Infuriated at the murder of an Australian citizen, Australia’s former deputy prime minister Tim Fischer said the day of the shooting that “The U.S. has chosen the pathway of illogical policy with regard to guns. They cannot expect not to have any criticism of it worldwide. I am angry because it is corrupting the world, this gun culture of the U.S.”
He continued to say Australians should “think twice” before visiting the U.S.
He can make this bold statement because Australia does, in fact, walk the walk. Since the country completely revamped its gun control laws in 1996, there has not been a single massacre “down under.”
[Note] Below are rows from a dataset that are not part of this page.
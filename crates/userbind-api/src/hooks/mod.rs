//! View hooks
//!
//! Handlers compute a view model, then pass it through the hooks registered
//! for that view, in registration order.

mod scoreboard;
mod user_detail;

use std::fmt;
use std::sync::Arc;

use axum::async_trait;
use userbind_core::User;
use userbind_service::dto::{ScoreboardResponse, UserDetailResponse};
use userbind_service::{ServiceContext, ServiceResult};

pub use scoreboard::ScoreboardNameHook;
pub use user_detail::UserDetailBindHook;

/// Augments a view model of type `V` before it is returned
#[async_trait]
pub trait ViewHook<V>: Send + Sync {
    /// Hook name for logs
    fn name(&self) -> &'static str;

    async fn apply(
        &self,
        ctx: &ServiceContext,
        viewer: Option<&User>,
        view: &mut V,
    ) -> ServiceResult<()>;
}

/// Ordered hook lists, one per augmentable view
#[derive(Default)]
pub struct ViewHooks {
    user_detail: Vec<Arc<dyn ViewHook<UserDetailResponse>>>,
    scoreboard: Vec<Arc<dyn ViewHook<ScoreboardResponse>>>,
}

impl ViewHooks {
    /// No hooks at all
    pub fn empty() -> Self {
        Self::default()
    }

    /// The identity-binding hooks
    pub fn with_defaults() -> Self {
        Self::empty()
            .on_user_detail(UserDetailBindHook)
            .on_scoreboard(ScoreboardNameHook)
    }

    pub fn on_user_detail(mut self, hook: impl ViewHook<UserDetailResponse> + 'static) -> Self {
        self.user_detail.push(Arc::new(hook));
        self
    }

    pub fn on_scoreboard(mut self, hook: impl ViewHook<ScoreboardResponse> + 'static) -> Self {
        self.scoreboard.push(Arc::new(hook));
        self
    }

    pub async fn run_user_detail(
        &self,
        ctx: &ServiceContext,
        viewer: Option<&User>,
        view: &mut UserDetailResponse,
    ) -> ServiceResult<()> {
        run_all(&self.user_detail, ctx, viewer, view).await
    }

    pub async fn run_scoreboard(
        &self,
        ctx: &ServiceContext,
        viewer: Option<&User>,
        view: &mut ScoreboardResponse,
    ) -> ServiceResult<()> {
        run_all(&self.scoreboard, ctx, viewer, view).await
    }
}

async fn run_all<V>(
    hooks: &[Arc<dyn ViewHook<V>>],
    ctx: &ServiceContext,
    viewer: Option<&User>,
    view: &mut V,
) -> ServiceResult<()> {
    for hook in hooks {
        tracing::trace!(hook = hook.name(), "Running view hook");
        hook.apply(ctx, viewer, view).await?;
    }
    Ok(())
}

impl fmt::Debug for ViewHooks {
    fn fmt(&self, f: &mut fmt::Formatter<'_>) -> fmt::Result {
        let user_detail: Vec<_> = self.user_detail.iter().map(|h| h.name()).collect();
        let scoreboard: Vec<_> = self.scoreboard.iter().map(|h| h.name()).collect();
        f.debug_struct("ViewHooks")
            .field("user_detail", &user_detail)
            .field("scoreboard", &scoreboard)
            .finish()
    }
}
The 1996 Port Arthur massacre transformed gun legislation in Australia. Within only twelve weeks of the mass shooting, the government passed sweeping gun reform that mandated background checks and firearms licenses for gun buyers and restricted the availability of self-loading shotguns and rifles. The legislation was enforced by conservatives against their constituents’ wishes. And 17 years later, those gun policies are now hugely popular- even with those who were against it in 1996.
U.S. politicians constantly give excuses for their inability to change gun legislation, saying it is “complex” and would take a very long time. But with horrible massacres and homicides taking place every year, some gun reform has to take place.
While the murder of Christopher Lane was not carried out by an AK-47, mandatory background checks may have prevented the .22 revolver from ever reaching the hands of these three boys.
Lane’s baseball teammate, Michael Veal, set up a fund Monday the 19th to raise money for Lane’s funeral and so his friend’s family could fly from Australia to pick up his body. By Friday, it skyrocketed past its $15,000 goal to over $123,000.